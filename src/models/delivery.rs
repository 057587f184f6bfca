// Delivery outcome classification

use std::fmt;

use serde::{Deserialize, Serialize};
use serde_json::Value;
use thiserror::Error;

/// How a delivery failure should be treated by the retry logic
#[derive(Debug, Clone, Copy, PartialEq, Eq, Hash, Serialize, Deserialize)]
#[serde(rename_all = "snake_case")]
pub enum ErrorClassification {
    /// Network errors, timeouts, 5xx, throttling. Eligible for retry.
    Transient,
    /// Misconfiguration or permanent rejection. Never retried.
    Fatal,
    /// The destination refused the content. Never retried.
    Business,
    /// Not an error
    None,
}

impl ErrorClassification {
    /// Classify an HTTP-like response status
    pub fn from_status(status: u16) -> Self {
        match status {
            100..=399 => ErrorClassification::None,
            408 | 425 | 429 => ErrorClassification::Transient,
            400 | 409 | 412 | 422 => ErrorClassification::Business,
            400..=499 => ErrorClassification::Fatal,
            _ => ErrorClassification::Transient,
        }
    }

    pub fn is_retryable(self) -> bool {
        self == ErrorClassification::Transient
    }

    /// Whether a failure of this class says something about endpoint health
    pub fn trips_breaker(self) -> bool {
        matches!(self, ErrorClassification::Transient | ErrorClassification::Fatal)
    }
}

impl fmt::Display for ErrorClassification {
    fn fmt(&self, f: &mut fmt::Formatter<'_>) -> fmt::Result {
        let name = match self {
            ErrorClassification::Transient => "transient",
            ErrorClassification::Fatal => "fatal",
            ErrorClassification::Business => "business",
            ErrorClassification::None => "none",
        };
        f.write_str(name)
    }
}

/// Error-type label attached to tracked failures
#[derive(Debug, Clone, Copy, PartialEq, Eq, Serialize, Deserialize)]
#[serde(rename_all = "snake_case")]
pub enum ErrorType {
    Business,
    Application,
    BusinessFatal,
    ApplicationFatal,
}

/// A failed dispatch as reported by a connector
#[derive(Debug, Clone, PartialEq, Error)]
#[error("{classification} delivery error: {message}")]
pub struct DeliveryError {
    pub classification: ErrorClassification,
    pub message: String,
    /// Response status when the destination answered
    pub status: Option<u16>,
}

impl DeliveryError {
    pub fn transient(message: impl Into<String>) -> Self {
        Self {
            classification: ErrorClassification::Transient,
            message: message.into(),
            status: None,
        }
    }

    pub fn fatal(message: impl Into<String>) -> Self {
        Self {
            classification: ErrorClassification::Fatal,
            message: message.into(),
            status: None,
        }
    }

    pub fn business(message: impl Into<String>) -> Self {
        Self {
            classification: ErrorClassification::Business,
            message: message.into(),
            status: None,
        }
    }

    /// Build from a non-success response
    pub fn from_status(status: u16, body: &Value) -> Self {
        Self {
            classification: ErrorClassification::from_status(status),
            message: format!("destination answered {}: {}", status, body),
            status: Some(status),
        }
    }

    /// Tracking label for this failure
    ///
    /// A fatal answer from the destination itself (401, 403, 404, ...) is a
    /// permanent refusal of this request: `business_fatal`. A fatal error with
    /// no answer means our side is misconfigured: `application_fatal`.
    pub fn error_type(&self) -> ErrorType {
        match (self.classification, self.status) {
            (ErrorClassification::Business, _) => ErrorType::Business,
            (ErrorClassification::Fatal, Some(_)) => ErrorType::BusinessFatal,
            (ErrorClassification::Fatal, None) => ErrorType::ApplicationFatal,
            _ => ErrorType::Application,
        }
    }

    /// Class that drives retries; a connector error left unclassified is
    /// treated as transient
    pub fn effective_classification(&self) -> ErrorClassification {
        match self.classification {
            ErrorClassification::None => ErrorClassification::Transient,
            class => class,
        }
    }
}

/// Successful connector answer
#[derive(Debug, Clone, PartialEq, Serialize, Deserialize)]
pub struct ConnectorResponse {
    pub status: u16,
    pub body: Value,
}

impl ConnectorResponse {
    pub fn new(status: u16, body: Value) -> Self {
        Self { status, body }
    }
}

/// Result of one attempt, as fed back into the delivery gate
#[derive(Debug, Clone, Copy, PartialEq, Eq)]
pub enum AttemptOutcome {
    Success,
    Failure(ErrorClassification),
}

impl AttemptOutcome {
    pub fn from_result(result: &Result<ConnectorResponse, DeliveryError>) -> Self {
        match result {
            Ok(response) => match ErrorClassification::from_status(response.status) {
                ErrorClassification::None => AttemptOutcome::Success,
                class => AttemptOutcome::Failure(class),
            },
            Err(err) => AttemptOutcome::Failure(err.effective_classification()),
        }
    }
}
______________________________
■ Your task: Beginning with the line above that contains "left unclassified is", copy each line exactly up to and including the line that contains "pub fn new(status: u16, body: Value)", and go no further.

■ Response to the task:
    /// Class that drives retries; a connector error left unclassified is
    /// treated as transient
    pub fn effective_classification(&self) -> ErrorClassification {
        match self.classification {
            ErrorClassification::None => ErrorClassification::Transient,
            class => class,
        }
    }
}

/// Successful connector answer
#[derive(Debug, Clone, PartialEq, Serialize, Deserialize)]
pub struct ConnectorResponse {
    pub status: u16,
    pub body: Value,
}

impl ConnectorResponse {
    pub fn new(status: u16, body: Value) -> Self {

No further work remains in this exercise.